Il faut lire la presse occidentale et italienne en particulier de cette semaine,  pour comprendre que cette guerre, dite propre, menée au nom de la lutte contre le terrorisme international, est aussi une guerre pour les intérêts de la France : l’uranium du Niger tout proche, la peur de  la contagion djihadiste en Europe et en  France même, et pourquoi pas  les  futures ressources pétrolières et gazières du sous-sol malien à  explorer. Comment le lui reprocher ? La France ne peut pas déployer autant de moyens et dépenser autant d’argent de ses contribuables en ces  jours de grande récession, pour les seuls beaux yeux des Maliens. Ce qui dérange c’est que personne en Afrique y compris ceux qui proclament urbi et orbi leur panafricanisme à tout crin, ne  semble s’émouvoir  de ce que l’Afrique soit le seul continent où un gendarme extérieur peut faire la police à sa place. On fait le triste constat d’un sommet qui a plutôt légitimé le rôle de la France comme gendarme attitré de l’Afrique.  Sinon comment comprendre que le président  en exercice sortant de l’Union africaine qui semble avoir entendu les critiques sur l’impuissance de l’Afrique, n’ait déploré, dans son discours d’hier, cette incapacité de l’Afrique à se prendre en charge que pour mieux  saluer l’intervention française. Affaire de logique, puisque dès le départ il s’était déclaré « aux anges » dès l’annonce de l’intervention française. Il n’avouera  jamais, au risque de se dédire qu’il n’a rien fait pour organiser la riposte de l’Afrique contre la menace djihadiste. Il a été le premier à demander ouvertement l’intervention de la France  au lendemain du coup de force du capitaine Sanogo. On sait que Hollande l’avait poliment renvoyé vers l’Onu à l’époque. C’est dans la même optique qu’il a battu le rappel de toutes les forces africaines autour de la France, au cours d’une récente  tournée marathon en Afrique de l’Est.

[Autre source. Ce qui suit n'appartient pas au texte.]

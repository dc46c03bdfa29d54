//! Integration tests for the hook ingestion pipeline.
//!
//! Exercises the HTTP surface end to end: authentication, request id
//! resolution, the event state machine, and entity idempotency under
//! retries and duplicate deliveries.

use axum::{
    body::Body,
    http::{Request, StatusCode},
    routing::post,
    Router,
};
use scribe_server::{config::Config, routes, state::AppState};
use serde_json::{json, Value};
use std::sync::Arc;
use tempfile::TempDir;
use tower::ServiceExt;

fn test_config(temp_dir: &TempDir, auth_token: Option<&str>) -> Config {
    Config {
        host: "127.0.0.1".to_string(),
        port: 0,
        cli_path: "/usr/bin/true".into(),
        db_path: temp_dir.path().join("test.db"),
        spool_dir: temp_dir.path().join("spool"),
        auth_token: auth_token.map(String::from),
        allowed_origins: vec![],
        forward_url: None,
    }
}

fn create_test_app(auth_token: Option<&str>) -> (Router, Arc<AppState>, TempDir) {
    let temp_dir = TempDir::new().unwrap();
    let config = test_config(&temp_dir, auth_token);
    let state = Arc::new(AppState::new(config).expect("Failed to create AppState"));

    let app = Router::new()
        .route("/api/hooks", post(routes::hooks::receive))
        .with_state(state.clone());

    (app, state, temp_dir)
}

async fn send(
    app: &Router,
    request_id: Option<&str>,
    bearer: Option<&str>,
    body: Value,
) -> (StatusCode, Value) {
    let mut builder = Request::builder()
        .method("POST")
        .uri("/api/hooks")
        .header("content-type", "application/json");
    if let Some(id) = request_id {
        builder = builder.header("x-request-id", id);
    }
    if let Some(token) = bearer {
        builder = builder.header("authorization", format!("Bearer {}", token));
    }
    let request = builder
        .body(Body::from(serde_json::to_vec(&body).unwrap()))
        .unwrap();

    let response = app.clone().oneshot(request).await.unwrap();
    let status = response.status();
    let bytes = axum::body::to_bytes(response.into_body(), 1024 * 1024)
        .await
        .unwrap();
    let value = if bytes.is_empty() {
        Value::Null
    } else {
        serde_json::from_slice(&bytes).unwrap_or(Value::Null)
    };
    (status, value)
}

#[tokio::test]
async fn test_retry_with_same_request_id_creates_one_entity_set() {
    let (app, state, _temp) = create_test_app(None);

    let payload = json!({
        "event": "prompt-submit",
        "sessionId": "s1",
        "prompt": "please fix the race in the uploader"
    });

    let (status, first) = send(&app, Some("req-1"), None, payload.clone()).await;
    assert_eq!(status, StatusCode::OK);
    assert_eq!(first["status"], "success");

    let (status, second) = send(&app, Some("req-1"), None, payload).await;
    assert_eq!(status, StatusCode::OK);
    assert_eq!(second["conversationId"], first["conversationId"]);
    assert_eq!(second["messageId"], first["messageId"]);

    let conv = state
        .gateway
        .store()
        .find_conversation_by_session("s1")
        .unwrap()
        .unwrap();
    assert_eq!(state.gateway.store().message_count(conv.id).unwrap(), 1);
}

#[tokio::test]
async fn test_second_session_start_is_duplicate() {
    let (app, state, _temp) = create_test_app(None);

    let payload = json!({"event": "session-start", "sessionId": "s1", "model": "opus"});
    let (_, first) = send(&app, Some("req-1"), None, payload.clone()).await;
    assert_eq!(first["status"], "success");

    let (status, second) = send(&app, Some("req-2"), None, payload).await;
    assert_eq!(status, StatusCode::OK);
    assert_eq!(second["status"], "duplicate");
    assert_eq!(second["conversationId"], first["conversationId"]);

    let store = state.gateway.store();
    assert_eq!(store.list_conversations().unwrap().len(), 1);
    // Both requests are in the ledger with distinct terminal states.
    let events = store.list_webhook_events("s1").unwrap();
    assert_eq!(events.len(), 2);
}

#[tokio::test]
async fn test_invalid_json_records_invalid_event() {
    let (app, state, _temp) = create_test_app(None);

    let request = Request::builder()
        .method("POST")
        .uri("/api/hooks")
        .header("content-type", "application/json")
        .header("x-request-id", "req-bad")
        .body(Body::from("{definitely not json"))
        .unwrap();
    let response = app.clone().oneshot(request).await.unwrap();
    assert_eq!(response.status(), StatusCode::BAD_REQUEST);

    let event = state
        .gateway
        .store()
        .find_webhook_event("req-bad")
        .unwrap()
        .unwrap();
    assert_eq!(event.status.as_str(), "invalid");
    assert_eq!(event.error_code.as_deref(), Some("MALFORMED_JSON"));
}

#[tokio::test]
async fn test_oversized_prompt_rejected_without_entities() {
    let (app, state, _temp) = create_test_app(None);

    let payload = json!({
        "event": "prompt-submit",
        "sessionId": "s1",
        "prompt": "x".repeat(100_001)
    });
    let (status, body) = send(&app, Some("req-1"), None, payload).await;
    assert_eq!(status, StatusCode::BAD_REQUEST);
    assert_eq!(body["status"], "invalid");
    assert_eq!(body["errorCode"], "VALIDATION_FAILED");

    assert!(state
        .gateway
        .store()
        .find_conversation_by_session("s1")
        .unwrap()
        .is_none());
}

#[tokio::test]
async fn test_missing_bearer_token_rejected_before_ledger() {
    let (app, state, _temp) = create_test_app(Some("secret"));

    let payload = json!({"event": "session-start", "sessionId": "s1"});
    let (status, _) = send(&app, Some("req-1"), None, payload.clone()).await;
    assert_eq!(status, StatusCode::UNAUTHORIZED);

    let (status, _) = send(&app, Some("req-1"), Some("wrong"), payload.clone()).await;
    assert_eq!(status, StatusCode::UNAUTHORIZED);

    // No ledger row was written for the rejected attempts.
    assert!(state
        .gateway
        .store()
        .find_webhook_event("req-1")
        .unwrap()
        .is_none());

    // The correct token goes through.
    let (status, body) = send(&app, Some("req-1"), Some("secret"), payload).await;
    assert_eq!(status, StatusCode::OK);
    assert_eq!(body["status"], "success");
}

#[tokio::test]
async fn test_post_tool_use_attaches_to_latest_assistant_message() {
    let (app, state, _temp) = create_test_app(None);

    send(
        &app,
        Some("req-1"),
        None,
        json!({"event": "session-start", "sessionId": "s1"}),
    )
    .await;

    // Without an assistant message the tool use has no parent.
    let tool_payload = json!({
        "event": "post-tool-use",
        "sessionId": "s1",
        "toolName": "Bash",
        "toolUseId": "t1",
        "toolInput": {"command": "cargo test"},
        "toolResponse": "all green"
    });
    let (status, body) = send(&app, Some("req-2"), None, tool_payload.clone()).await;
    assert_eq!(status, StatusCode::OK);
    assert_eq!(body["status"], "error");
    assert_eq!(body["errorCode"], "NO_ASSISTANT_MESSAGE");

    // Seed an assistant message, then retry the same request id.
    let store = state.gateway.store();
    let conv = store.find_conversation_by_session("s1").unwrap().unwrap();
    store
        .insert_message(&scribe_types::StoredMessage::new(
            conv.id,
            scribe_types::MessageRole::Assistant,
            "Running the tests now.".into(),
            chrono::Utc::now(),
        ))
        .unwrap();

    let (status, body) = send(&app, Some("req-2"), None, tool_payload.clone()).await;
    assert_eq!(status, StatusCode::OK);
    assert_eq!(body["status"], "success");
    assert!(body["toolUseId"].is_string());

    // A duplicate delivery under a fresh request id converges on the same
    // tool use row.
    let (_, dup) = send(&app, Some("req-3"), None, tool_payload).await;
    assert_eq!(dup["status"], "duplicate");
    assert_eq!(dup["toolUseId"], body["toolUseId"]);
    assert_eq!(store.tool_use_count(conv.id).unwrap(), 1);
}

#[tokio::test]
async fn test_session_end_closes_conversation_and_reconciles() {
    let (app, state, temp) = create_test_app(None);

    send(
        &app,
        Some("req-1"),
        None,
        json!({
            "event": "prompt-submit",
            "sessionId": "s1",
            "prompt": "summarize the repo layout"
        }),
    )
    .await;

    // Transcript holding the assistant side of the exchange.
    let transcript = temp.path().join("s1.jsonl");
    std::fs::write(
        &transcript,
        concat!(
            r#"{"type":"message","role":"assistant","text":"The repo has three crates.","timestamp":"2026-03-01T12:00:00Z"}"#,
            "\n",
            r#"{"type":"tool_use","tool_use_id":"t1","tool_name":"Glob","input":{"pattern":"crates/*"},"output":"crates/a crates/b","is_error":false,"timestamp":"2026-03-01T12:00:01Z"}"#,
            "\n",
        ),
    )
    .unwrap();

    let end = json!({
        "event": "session-end",
        "sessionId": "s1",
        "reason": "completed",
        "transcriptPath": transcript.to_str().unwrap(),
        "totalCostUsd": 0.05,
        "inputTokens": 100,
        "outputTokens": 200
    });
    let (status, body) = send(&app, Some("req-2"), None, end.clone()).await;
    assert_eq!(status, StatusCode::OK);
    assert_eq!(body["status"], "success");

    let store = state.gateway.store();
    let conv = store.find_conversation_by_session("s1").unwrap().unwrap();
    assert!(conv.ended_at.is_some());
    assert_eq!(conv.total_cost_usd, 0.05);
    assert_eq!(conv.input_tokens, 100);
    assert_eq!(store.message_count(conv.id).unwrap(), 2);
    assert_eq!(store.tool_use_count(conv.id).unwrap(), 1);

    // A second reconciliation pass inserts nothing.
    let (_, replay) = send(&app, Some("req-3"), None, end).await;
    assert_eq!(replay["status"], "success");
    assert_eq!(store.message_count(conv.id).unwrap(), 2);
    assert_eq!(store.tool_use_count(conv.id).unwrap(), 1);
}

#[tokio::test]
async fn test_request_id_from_body_when_header_missing() {
    let (app, state, _temp) = create_test_app(None);

    let payload = json!({
        "event": "session-start",
        "sessionId": "s1",
        "requestId": "body-req-9"
    });
    let (status, body) = send(&app, None, None, payload).await;
    assert_eq!(status, StatusCode::OK);
    assert_eq!(body["requestId"], "body-req-9");

    assert!(state
        .gateway
        .store()
        .find_webhook_event("body-req-9")
        .unwrap()
        .is_some());
}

Pourtant, la solution africaine est à portée de main,  surtout au lendemain de la contre offensive du gouvernement d’Alger contre les preneurs d’otages du complexe gazier d’In Amenas. L’Algérie a montré au monde entier qu’elle avait les moyens de régler elle-même l’opération contre les djihadistes et l’a prouvé au prix d’un carnage des plus effroyables.  Les gouvernements de la France et des Etats Unis, contrairement à ceux du Royaume Uni et du Japon pour ne citer que ces  deux pays, ont salué la riposte plutôt musclée de l’Algérie. Au motif qu’on ne négocie pas avec les terroristes. Comportement hypocrite de la part de ces mêmes gouvernements qui avaient salué la médiation initiée quelques jours plus tôt par la même Algérie, entre ces mêmes islamistes et le gouvernement de Bamako.  Or, tout le monde sait que l’Algérie a une longue expérience de la guerre anti-terroriste contre les islamistes extrémistes  du défunt Fis. Elle  pourrait bien, dans le cadre de cette force  africaine de paix toujours rêvée mais jamais réalisée,  prendre la tête de l’offensive africaine contre les Djihadistes qui écument le Sahel et le désert saharien avec, certes, l’aide de ce qu’on appelle « la communauté internationale », mais surtout l’ensemble des pays sahéliens en plus du Tchad dont on vante la bravoure des soldats et de quelques autres pays puissants comme le Nigeria et l’Afrique du sud. Elle ferait d’une pierre deux coups : débarrasser la région des irrédentistes islamistes trafiquants de drogues et en finir avec le péril islamiste sur son propre sol. Il n’est pas certain que cette solution à l’Africaine plaise à tout le monde. Comment ne pas croire  Vincent Hugeux  qui a  écrit dans le dernier numéro de l’Express que la  Françafrique a encore de beaux jours devant elle ? Et ce sommet qui  nous a jeté la honte de notre impuissance au visage, risque de finir comme les autres : par les pétitions de principe habituelles sur l’unité africaine et les éructations de sortie de grands banquets de clôture bien arrosés. L’Ua, qui  a pris la succession de la défunte Oua, continuera  de n’être qu’un machin que certains détracteurs  assimilent avec raison  à un simple  syndicat de chefs d’Etat mal élus et tripatouilleurs de  constitution.